Dorsal root-evoked stimulation of sensory afferents in the hemisected in vitro rat spinal cord produces reflex output, recorded on the ventral roots. Transient spinal 5-HT(2C) receptor activation induces a long-lasting facilitation of these reflexes (LLFR) by largely unknown mechanisms. Two Sprague-Dawley substrains were used to characterize network properties involved in this serotonin (5-HT) receptor-mediated reflex plasticity. Serotonin more easily produced LLFR in one substrain and a long-lasting depression of reflexes (LLDR) in the other.
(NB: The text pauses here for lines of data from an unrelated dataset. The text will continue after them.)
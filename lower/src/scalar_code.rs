//! Translation of index expressions into scalar code.

use std::collections::{BTreeMap, HashMap};

use itertools::Itertools;
use tacit_dtype::DType;
use tacit_ir::{Access, BinaryOp, ExprKind, ExprRef, IndexExpr, TensorVar, UnaryOp, get_operands};

use crate::iteration_graph::IterationGraph;
use crate::scalar::{ScalarExpr, ScalarVar, Stmt, TensorProperty};
use crate::storage::{Iterators, StorageIterator, idx_vars};

/// Scalar-IR variables of one tensor computation.
#[derive(Debug, Clone, Default)]
pub struct TensorVars {
    /// Operand tensors, in order of first access.
    pub parameters: Vec<ScalarVar>,
    /// The result tensor.
    pub results: Vec<ScalarVar>,
    /// Variable of every tensor taking part in the computation.
    pub mapping: BTreeMap<TensorVar, ScalarVar>,
}

fn tensor_var(tensor: &TensorVar) -> ScalarVar {
    ScalarVar::tensor(tensor.name(), tensor.dtype(), tensor.format().clone())
}

/// Scalar-IR variables for `tensor` (the result) and every operand of its bound
/// expression (the parameters).
///
/// # Panics
///
/// Panics if the result tensor also appears among its operands, which binding
/// already rejects.
pub fn get_tensor_vars(tensor: &TensorVar) -> TensorVars {
    let mut vars = TensorVars::default();

    let result = tensor_var(tensor);
    vars.mapping.insert(tensor.clone(), result.clone());
    vars.results.push(result);

    for operand in get_operands(&tensor.index_expr()) {
        assert!(!vars.mapping.contains_key(&operand), "tensor {} reads its own result", operand.name());
        let var = tensor_var(&operand);
        vars.mapping.insert(operand, var.clone());
        vars.parameters.push(var);
    }

    tracing::debug!(
        tensor = %tensor.name(),
        parameters = %vars.parameters.iter().join(","),
        "collected tensor variables"
    );
    vars
}

struct ScalarCode<'a> {
    iterators: &'a dyn Iterators,
    graph: &'a dyn IterationGraph,
    temporaries: &'a HashMap<TensorVar, ScalarExpr>,
}

impl ScalarCode<'_> {
    fn lower(&self, node: &ExprRef) -> ScalarExpr {
        match node.kind() {
            ExprKind::Access(access) => {
                if let Some(temporary) = self.temporaries.get(access.tensor_var()) {
                    return temporary.clone();
                }
                self.load(&Access::from_node(node.clone()))
            }
            ExprKind::Unary(UnaryOp::Neg, a) => ScalarExpr::neg(self.lower(a)),
            ExprKind::Unary(UnaryOp::Sqrt, a) => ScalarExpr::sqrt(self.lower(a)),
            ExprKind::Binary(BinaryOp::Add, a, b) => ScalarExpr::add(self.lower(a), self.lower(b)),
            ExprKind::Binary(BinaryOp::Sub, a, b) => ScalarExpr::sub(self.lower(a), self.lower(b)),
            ExprKind::Binary(BinaryOp::Mul, a, b) => ScalarExpr::mul(self.lower(a), self.lower(b)),
            ExprKind::Binary(BinaryOp::Div, a, b) => ScalarExpr::div(self.lower(a), self.lower(b)),
            ExprKind::Immediate(value) => ScalarExpr::literal(*value),
        }
    }

    /// Load of the access's value at the current position of its innermost iterator.
    fn load(&self, access: &Access) -> ScalarExpr {
        let Some(path) = self.graph.tensor_path(access) else {
            panic!("iteration graph has no path for {access}");
        };
        let iterator = if access.tensor_var().order() == 0 {
            self.iterators.root(&path)
        } else {
            path.last_step().and_then(|step| self.iterators.step(&step))
        };
        let Some(iterator) = iterator else {
            panic!("no storage iterator for {access} along {path}");
        };

        let values = ScalarExpr::get_property(ScalarExpr::var(iterator.tensor().clone()), TensorProperty::Values);
        ScalarExpr::load(values, ScalarExpr::var(iterator.ptr_var().clone()))
    }
}

/// Scalar code computing `expr` at the current iteration point.
///
/// Accesses to tensors in `temporaries` become the temporary's expression; every
/// other access loads from its storage at the pointer of the iterator for the last
/// step of its path (the root iterator for scalars). Returns `None` for an
/// undefined expression.
///
/// # Panics
///
/// Panics if `graph` has no path, or `iterators` no iterator, for an access that is
/// not a temporary.
#[tracing::instrument(skip_all, fields(expr = %expr))]
pub fn lower_to_scalar_expression(
    expr: &IndexExpr,
    iterators: &dyn Iterators,
    graph: &dyn IterationGraph,
    temporaries: &HashMap<TensorVar, ScalarExpr>,
) -> Option<ScalarExpr> {
    let node = expr.node()?;
    let code = ScalarCode { iterators, graph, temporaries }.lower(node);
    tracing::trace!(code = %code, "lowered scalar expression");
    Some(code)
}

/// `var = min(path_vars)`.
pub fn merge_path_index_vars(var: &ScalarVar, path_vars: &[ScalarExpr]) -> Stmt {
    Stmt::assign(var.clone(), ScalarExpr::min(path_vars.iter().cloned()))
}

/// Smallest current coordinate among `iterators`.
///
/// A single iterator's index variable is returned directly. Otherwise an `int32`
/// variable named `result_name` is declared as the minimum of all index variables;
/// the declaration is appended to `statements` and the variable returned.
///
/// # Panics
///
/// Panics if `iterators` is empty.
pub fn min(result_name: &str, iterators: &[StorageIterator], statements: &mut Vec<Stmt>) -> ScalarExpr {
    match iterators {
        [] => panic!("min over an empty iterator list"),
        [single] => ScalarExpr::var(single.idx_var().clone()),
        _ => {
            let min_var = ScalarVar::new(result_name, DType::Int32);
            let min_expr = ScalarExpr::min(idx_vars(iterators).into_iter().map(ScalarExpr::var));
            statements.push(Stmt::declare(min_var.clone(), min_expr));
            ScalarExpr::var(min_var)
        }
    }
}

/// Statement printing the coordinate `(i, j) = (%d,%d)` of `index_vars`.
///
/// The format string carries a C newline escape.
pub fn print_coordinate(index_vars: &[ScalarExpr]) -> Vec<Stmt> {
    let names = index_vars.iter().join(", ");
    let placeholders = index_vars.iter().map(|_| "%d").join(",");
    vec![Stmt::print(format!("({names}) = ({placeholders})\\n"), index_vars.to_vec())]
}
Interestingly, LLFR and LLDR were bidirectionally interconvertible using 5-HT(2A/2C) and 5-HT(1A) receptor agonists, respectively, regardless of substrain. LLFR was predominantly Abeta afferent fiber mediated, consistent with prominent 5-HT(2C) receptor expression in the Abeta fiber projection territories (deeper spinal laminae). Reflex facilitation involved an unmasking of polysynaptic pathways and an increased receptive field size. LLFR emerged even when reflexes were evoked three to five times/h, indicating an activity independent induction. Both the NMDA and AMPA/kainate receptor-mediated components of the reflex could be facilitated, and facilitation was dependent on 5-HT receptor activation alone, not on coincident reflex activation in the presence of 5-HT. Selective blockade of GABA(A) and/or glycine receptors also did not prevent reflex amplification and so are not required for LLFR. Indeed, a more robust response was seen after blockade of spinal inhibition, indicating that inhibitory processes serve to limit reflex amplification. Overall we demonstrate that the serotonergic system has the capacity to induce long-lasting bidirectional changes in reflex strength in a manner that is nonassociative and independent of evoked activity or activation of ionotropic excitatory and inhibitory receptors.